Exactly as written, restate the material below from its first line through the line containing "pub(crate) fn entries_table(entries: &[WatchedEntry])", and stop there.

____ DATA TO PROCESS

use super::{format_average, open_watched_store};
use crate::output::{Output, OutputFormat};
use crate::WatchedCommands;
use color_eyre::Result;
use comfy_table::{Cell, Table};
use owo_colors::OwoColorize;
use popcorn_config::PathManager;
use popcorn_models::{WatchedEntry, WatchedSummary};
use serde_json::json;

pub fn run_watched(cmd: Option<WatchedCommands>, json: bool, paths: &PathManager, output: &Output) -> Result<()> {
    match cmd {
        Some(WatchedCommands::Remove { id }) => remove_entry(&id, paths, output),
        None => list_entries(json, paths, output),
    }
}

fn list_entries(json: bool, paths: &PathManager, output: &Output) -> Result<()> {
    let store = open_watched_store(paths, output)?;
    let summary = store.summary();

    if json || output.format() != OutputFormat::Human {
        let data = json!({
            "entries": store.entries(),
            "summary": summary,
        });
        if json && output.format() == OutputFormat::Human {
            println!("{}", serde_json::to_string_pretty(&data)?);
        } else {
            output.json(&data);
        }
        return Ok(());
    }

    if output.is_quiet() {
        return Ok(());
    }

    if store.is_empty() {
        println!("{}", "Nothing watched yet. Rate a movie in `popcorn interactive` to add it.".bright_black());
        return Ok(());
    }

    println!("{}", entries_table(store.entries()));
    println!();
    println!("{}", summary_line(&summary));
    Ok(())
}

fn remove_entry(id: &str, paths: &PathManager, output: &Output) -> Result<()> {
    let mut store = open_watched_store(paths, output)?;
    let removed = store
        .remove(id)
        .map_err(|e| color_eyre::eyre::eyre!("Failed to update watched list: {}", e))?;

    if removed {
        output.success(format!("Removed {} from the watched list", id));
    } else {
        output.warn(format!("{} is not in the watched list", id));
    }
    Ok(())
}

pub(crate) fn entries_table(entries: &[WatchedEntry]) -> Table {
    let mut table = Table::new();
    table.set_header(vec![
        Cell::new("ID").add_attribute(comfy_table::Attribute::Bold),
        Cell::new("Title").add_attribute(comfy_table::Attribute::Bold),
        Cell::new("Year").add_attribute(comfy_table::Attribute::Bold),
        Cell::new("IMDb").add_attribute(comfy_table::Attribute::Bold),
        Cell::new("Yours").add_attribute(comfy_table::Attribute::Bold),
        Cell::new("Runtime").add_attribute(comfy_table::Attribute::Bold),
    ]);
    for entry in entries {
        table.add_row(vec![
            Cell::new(&entry.id),
            Cell::new(&entry.title),
            Cell::new(&entry.year),
            Cell::new(entry.imdb_rating.map(format_average).unwrap_or_else(|| "-".to_string())),
            Cell::new(entry.user_rating),
            Cell::new(
                entry
                    .runtime_minutes
                    .map(|m| format!("{} min", m))
                    .unwrap_or_else(|| "-".to_string()),
            ),
        ]);
    }
    table.load_preset(comfy_table::presets::UTF8_FULL);
    table.apply_modifier(comfy_table::modifiers::UTF8_ROUND_CORNERS);
    table
}

pub(crate) fn summary_line(summary: &WatchedSummary) -> String {
    format!(
        "#️⃣ {} movies  ⭐️ {}  🌟 {}  ⏳ {} min",
        summary.count,
        format_average(summary.average_imdb_rating),
        format_average(summary.average_user_rating),
        format_average(summary.average_runtime_minutes),
    )
}

#[cfg(test)]
mod tests {
    use super::*;

    #[test]
    fn test_summary_line_for_empty_list() {
        let line = summary_line(&WatchedSummary::default());
        assert!(line.contains("0 movies"));
        assert!(line.contains("0.0 min"));
    }
}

________

**WORKED SOLUTION**:
use super::{format_average, open_watched_store};
use crate::output::{Output, OutputFormat};
use crate::WatchedCommands;
use color_eyre::Result;
use comfy_table::{Cell, Table};
use owo_colors::OwoColorize;
use popcorn_config::PathManager;
use popcorn_models::{WatchedEntry, WatchedSummary};
use serde_json::json;

pub fn run_watched(cmd: Option<WatchedCommands>, json: bool, paths: &PathManager, output: &Output) -> Result<()> {
    match cmd {
        Some(WatchedCommands::Remove { id }) => remove_entry(&id, paths, output),
        None => list_entries(json, paths, output),
    }
}

fn list_entries(json: bool, paths: &PathManager, output: &Output) -> Result<()> {
    let store = open_watched_store(paths, output)?;
    let summary = store.summary();

    if json || output.format() != OutputFormat::Human {
        let data = json!({
            "entries": store.entries(),
            "summary": summary,
        });
        if json && output.format() == OutputFormat::Human {
            println!("{}", serde_json::to_string_pretty(&data)?);
        } else {
            output.json(&data);
        }
        return Ok(());
    }

    if output.is_quiet() {
        return Ok(());
    }

    if store.is_empty() {
        println!("{}", "Nothing watched yet. Rate a movie in `popcorn interactive` to add it.".bright_black());
        return Ok(());
    }

    println!("{}", entries_table(store.entries()));
    println!();
    println!("{}", summary_line(&summary));
    Ok(())
}

fn remove_entry(id: &str, paths: &PathManager, output: &Output) -> Result<()> {
    let mut store = open_watched_store(paths, output)?;
    let removed = store
        .remove(id)
        .map_err(|e| color_eyre::eyre::eyre!("Failed to update watched list: {}", e))?;

    if removed {
        output.success(format!("Removed {} from the watched list", id));
    } else {
        output.warn(format!("{} is not in the watched list", id));
    }
    Ok(())
}

pub(crate) fn entries_table(entries: &[WatchedEntry]) -> Table {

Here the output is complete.